Quoting Gartner analyst Ken Dulaney saying: "This is basically a cellular iPod with some other capabilities, and it's important that it be recognized as such," IDG writer Seth Weintraub listed a few points to show that this isn't even right.

Naturally, other writers joined in, most (like Pioneer Press writer Leslie Brooks Suzukamo) instantly finding good evidence that business users do indeed want iPhones. Quote from chief operating officer for La Breche Jacob Trippel - who hasn't yet held an iPhone in his hands, but "has great confidence that Apple has come up with the next great business tool."

But Pioneer did admit that there would be resistance: "On Tuesday ATT released pricing plans that start at $60 a month, but with no discounts for business customers." Ouch.

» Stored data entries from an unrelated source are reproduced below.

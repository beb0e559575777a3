//! Storage port: repository traits for persistence.
//!
//! Every repository writes through: once a returned future resolves `Ok`, the
//! change is committed. Deleting a parent also removes what it owns (a
//! state's cities, a city's or user's places).

use std::future::Future;

use hbnb_domain::amenity::Amenity;
use hbnb_domain::city::City;
use hbnb_domain::error::HbnbError;
use hbnb_domain::id::{AmenityId, CityId, PlaceId, StateId, UserId};
use hbnb_domain::place::Place;
use hbnb_domain::state::State;
use hbnb_domain::user::User;

/// Repository for persisting and querying [`State`]s.
pub trait StateRepository {
    /// Insert a new state.
    fn create(&self, state: State) -> impl Future<Output = Result<State, HbnbError>> + Send;

    /// Get a state by its identifier.
    fn get_by_id(
        &self,
        id: StateId,
    ) -> impl Future<Output = Result<Option<State>, HbnbError>> + Send;

    /// Get all states.
    fn get_all(&self) -> impl Future<Output = Result<Vec<State>, HbnbError>> + Send;

    /// Overwrite an existing state.
    fn update(&self, state: State) -> impl Future<Output = Result<State, HbnbError>> + Send;

    /// Delete a state and its cities.
    fn delete(&self, id: StateId) -> impl Future<Output = Result<(), HbnbError>> + Send;
}

/// Repository for persisting and querying [`City`]s.
pub trait CityRepository {
    /// Insert a new city.
    fn create(&self, city: City) -> impl Future<Output = Result<City, HbnbError>> + Send;

    /// Get a city by its identifier.
    fn get_by_id(&self, id: CityId)
    -> impl Future<Output = Result<Option<City>, HbnbError>> + Send;

    /// Get all cities.
    fn get_all(&self) -> impl Future<Output = Result<Vec<City>, HbnbError>> + Send;

    /// Get every city belonging to a state.
    fn find_by_state_id(
        &self,
        state_id: StateId,
    ) -> impl Future<Output = Result<Vec<City>, HbnbError>> + Send;

    /// Overwrite an existing city.
    fn update(&self, city: City) -> impl Future<Output = Result<City, HbnbError>> + Send;

    /// Delete a city and its places.
    fn delete(&self, id: CityId) -> impl Future<Output = Result<(), HbnbError>> + Send;
}

/// Repository for persisting and querying [`Amenity`]s.
pub trait AmenityRepository {
    /// Insert a new amenity.
    fn create(&self, amenity: Amenity)
    -> impl Future<Output = Result<Amenity, HbnbError>> + Send;

    /// Get an amenity by its identifier.
    fn get_by_id(
        &self,
        id: AmenityId,
    ) -> impl Future<Output = Result<Option<Amenity>, HbnbError>> + Send;

    /// Get all amenities.
    fn get_all(&self) -> impl Future<Output = Result<Vec<Amenity>, HbnbError>> + Send;

    /// Overwrite an existing amenity.
    fn update(&self, amenity: Amenity)
    -> impl Future<Output = Result<Amenity, HbnbError>> + Send;

    /// Delete an amenity.
    fn delete(&self, id: AmenityId) -> impl Future<Output = Result<(), HbnbError>> + Send;
}

/// Repository for persisting and querying [`User`]s.
pub trait UserRepository {
    /// Insert a new user.
    fn create(&self, user: User) -> impl Future<Output = Result<User, HbnbError>> + Send;

    /// Get a user by its identifier.
    fn get_by_id(&self, id: UserId)
    -> impl Future<Output = Result<Option<User>, HbnbError>> + Send;

    /// Get all users.
    fn get_all(&self) -> impl Future<Output = Result<Vec<User>, HbnbError>> + Send;

    /// Overwrite an existing user.
    fn update(&self, user: User) -> impl Future<Output = Result<User, HbnbError>> + Send;

    /// Delete a user and their places.
    fn delete(&self, id: UserId) -> impl Future<Output = Result<(), HbnbError>> + Send;
}

/// Repository for persisting and querying [`Place`]s.
pub trait PlaceRepository {
    /// Insert a new place.
    fn create(&self, place: Place) -> impl Future<Output = Result<Place, HbnbError>> + Send;

    /// Get a place by its identifier.
    fn get_by_id(
        &self,
        id: PlaceId,
    ) -> impl Future<Output = Result<Option<Place>, HbnbError>> + Send;

    /// Get all places.
    fn get_all(&self) -> impl Future<Output = Result<Vec<Place>, HbnbError>> + Send;

    /// Get every place located in a city.
    fn find_by_city_id(
        &self,
        city_id: CityId,
    ) -> impl Future<Output = Result<Vec<Place>, HbnbError>> + Send;

    /// Overwrite an existing place.
    fn update(&self, place: Place) -> impl Future<Output = Result<Place, HbnbError>> + Send;

    /// Delete a place.
    fn delete(&self, id: PlaceId) -> impl Future<Output = Result<(), HbnbError>> + Send;
}
//! Application services: use-case implementations.
//!
//! Each service struct accepts port trait implementations via generic parameters
//! (constructor injection), keeping this layer decoupled from concrete adapters.

pub mod amenity_service;
pub mod city_service;
pub mod place_service;
pub mod state_service;
pub mod stats_service;
pub mod user_service;

#[cfg(test)]
mod fakes;
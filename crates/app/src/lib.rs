//! # hbnb-app
//!
//! Application layer: use-cases and **port definitions** (traits).
//!
//! ## Responsibilities
//! - Define **port traits** that storage adapters must implement:
//!   - `StateRepository`, `CityRepository`, `AmenityRepository`,
//!     `UserRepository`, `PlaceRepository`: CRUD per object kind
//!   - `ObjectCounter`: per-kind counts for statistics
//! - Define **use-case services** the HTTP adapter drives:
//!   - list / get / create / update / delete for each object kind
//!   - parent checks (a city needs its state, a place needs its city and user)
//!   - statistics
//! - Orchestrate domain objects without knowing *how* persistence works
//!
//! ## Dependency rule
//! Depends on `hbnb-domain` only (plus `tracing`).
//! Never imports adapter crates. Adapters depend on *this* crate, not the reverse.

pub mod ports;
pub mod services;
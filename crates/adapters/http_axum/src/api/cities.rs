//! JSON REST handlers for cities.
//!
//! Cities are listed and created through their state
//! (`/states/{state_id}/cities`) and addressed directly afterwards
//! (`/cities/{city_id}`).

use axum::Json;
use axum::extract::{Path, State as AxumState};
use axum::http::StatusCode;
use axum::response::{IntoResponse, Response};

use hbnb_app::ports::{
    AmenityRepository, CityRepository, ObjectCounter, PlaceRepository, StateRepository,
    UserRepository,
};
use hbnb_domain::city::{City, CityBuilder, CityPatch};
use hbnb_domain::id::{CityId, StateId};

use super::{empty_object, parse_id};
use crate::error::ApiError;
use crate::payload::Payload;
use crate::state::AppState;

/// Possible responses from the list endpoint.
pub enum ListResponse {
    Ok(Json<Vec<City>>),
}

impl IntoResponse for ListResponse {
    fn into_response(self) -> Response {
        match self {
            Self::Ok(json) => json.into_response(),
        }
    }
}

/// Possible responses from the get and update endpoints.
pub enum GetResponse {
    Ok(Json<City>),
}

impl IntoResponse for GetResponse {
    fn into_response(self) -> Response {
        match self {
            Self::Ok(json) => json.into_response(),
        }
    }
}

/// Possible responses from the create endpoint.
pub enum CreateResponse {
    Created(Json<City>),
}

impl IntoResponse for CreateResponse {
    fn into_response(self) -> Response {
        match self {
            Self::Created(json) => (StatusCode::CREATED, json).into_response(),
        }
    }
}

/// Possible responses from the delete endpoint.
pub enum DeleteResponse {
    Ok,
}

impl IntoResponse for DeleteResponse {
    fn into_response(self) -> Response {
        match self {
            Self::Ok => empty_object().into_response(),
        }
    }
}

/// `GET /api/v1/states/{state_id}/cities`
pub async fn list<SR, CR, AR, UR, PR, OC>(
    AxumState(state): AxumState<AppState<SR, CR, AR, UR, PR, OC>>,
    Path(state_id): Path<String>,
) -> Result<ListResponse, ApiError>
where
    SR: StateRepository + Send + Sync + 'static,
    CR: CityRepository + Send + Sync + 'static,
    AR: AmenityRepository + Send + Sync + 'static,
    UR: UserRepository + Send + Sync + 'static,
    PR: PlaceRepository + Send + Sync + 'static,
    OC: ObjectCounter + Send + Sync + 'static,
{
    let state_id: StateId = parse_id("State", &state_id)?;
    let parent = state.state_service.get_state(state_id).await?;
    let cities = state.city_service.list_cities(&parent).await?;
    Ok(ListResponse::Ok(Json(cities)))
}

/// `GET /api/v1/cities/{city_id}`
pub async fn get<SR, CR, AR, UR, PR, OC>(
    AxumState(state): AxumState<AppState<SR, CR, AR, UR, PR, OC>>,
    Path(id): Path<String>,
) -> Result<GetResponse, ApiError>
where
    SR: StateRepository + Send + Sync + 'static,
    CR: CityRepository + Send + Sync + 'static,
    AR: AmenityRepository + Send + Sync + 'static,
    UR: UserRepository + Send + Sync + 'static,
    PR: PlaceRepository + Send + Sync + 'static,
    OC: ObjectCounter + Send + Sync + 'static,
{
    let city_id: CityId = parse_id("City", &id)?;
    let city = state.city_service.get_city(city_id).await?;
    Ok(GetResponse::Ok(Json(city)))
}

/// `POST /api/v1/states/{state_id}/cities`
///
/// The owning state comes from the path; a `state_id` in the body is ignored.
pub async fn create<SR, CR, AR, UR, PR, OC>(
    AxumState(state): AxumState<AppState<SR, CR, AR, UR, PR, OC>>,
    Path(state_id): Path<String>,
    payload: Payload<CityBuilder>,
) -> Result<CreateResponse, ApiError>
where
    SR: StateRepository + Send + Sync + 'static,
    CR: CityRepository + Send + Sync + 'static,
    AR: AmenityRepository + Send + Sync + 'static,
    UR: UserRepository + Send + Sync + 'static,
    PR: PlaceRepository + Send + Sync + 'static,
    OC: ObjectCounter + Send + Sync + 'static,
{
    let state_id: StateId = parse_id("State", &state_id)?;
    let parent = state.state_service.get_state(state_id).await?;
    let builder = payload.into_inner()?;
    let created = state.city_service.create_city(&parent, builder).await?;
    Ok(CreateResponse::Created(Json(created)))
}

/// `PUT /api/v1/cities/{city_id}`
pub async fn update<SR, CR, AR, UR, PR, OC>(
    AxumState(state): AxumState<AppState<SR, CR, AR, UR, PR, OC>>,
    Path(id): Path<String>,
    payload: Payload<CityPatch>,
) -> Result<GetResponse, ApiError>
where
    SR: StateRepository + Send + Sync + 'static,
    CR: CityRepository + Send + Sync + 'static,
    AR: AmenityRepository + Send + Sync + 'static,
    UR: UserRepository + Send + Sync + 'static,
    PR: PlaceRepository + Send + Sync + 'static,
    OC: ObjectCounter + Send + Sync + 'static,
{
    let city_id: CityId = parse_id("City", &id)?;
    let current = state.city_service.get_city(city_id).await?;
    let patch = payload.into_inner()?;
    let updated = state.city_service.update_city(current, patch).await?;
    Ok(GetResponse::Ok(Json(updated)))
}

/// `DELETE /api/v1/cities/{city_id}`
pub async fn delete<SR, CR, AR, UR, PR, OC>(
    AxumState(state): AxumState<AppState<SR, CR, AR, UR, PR, OC>>,
    Path(id): Path<String>,
) -> Result<DeleteResponse, ApiError>
where
    SR: StateRepository + Send + Sync + 'static,
    CR: CityRepository + Send + Sync + 'static,
    AR: AmenityRepository + Send + Sync + 'static,
    UR: UserRepository + Send + Sync + 'static,
    PR: PlaceRepository + Send + Sync + 'static,
    OC: ObjectCounter + Send + Sync + 'static,
{
    let city_id: CityId = parse_id("City", &id)?;
    state.city_service.delete_city(city_id).await?;
    Ok(DeleteResponse::Ok)
}
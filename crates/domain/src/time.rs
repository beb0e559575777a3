//! Time and timestamp helpers.

use chrono::{DateTime, Utc};

/// UTC timestamp used for `created_at` and `updated_at`.
pub type Timestamp = DateTime<Utc>;

/// Return the current UTC time.
#[must_use]
pub fn now() -> Timestamp {
    Utc::now()
}

/// Parse an RFC 3339 string (as produced by serializing a [`Timestamp`]).
///
/// # Errors
///
/// Returns [`chrono::ParseError`] when `value` is not valid RFC 3339.
pub fn parse(value: &str) -> Result<Timestamp, chrono::ParseError> {
    DateTime::parse_from_rfc3339(value).map(|ts| ts.with_timezone(&Utc))
}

Russell Shaw at ZDNet has bought the Gartner story. His "Seven reasons why iPhone’s not fit for prime enterprise time" quotes Gartner's analysis verbatim:

  1. Apple’s “rudimentary” experience designing mobile devices specifically for the enterprise.
  2. Lack of support from mobile management and mobile security software utilities.
  3. Lack of compatibility with major business e-mail systems.
  4. An operating system not licensed to third-party hardware suppliers, resulting in no backup.
  5. No removable battery, creating the potential for increased support costs.
  6. Only one carrier operator (AT&T Wireless).
  7. The high price point, $499 for 4GB or $599 for 8GB.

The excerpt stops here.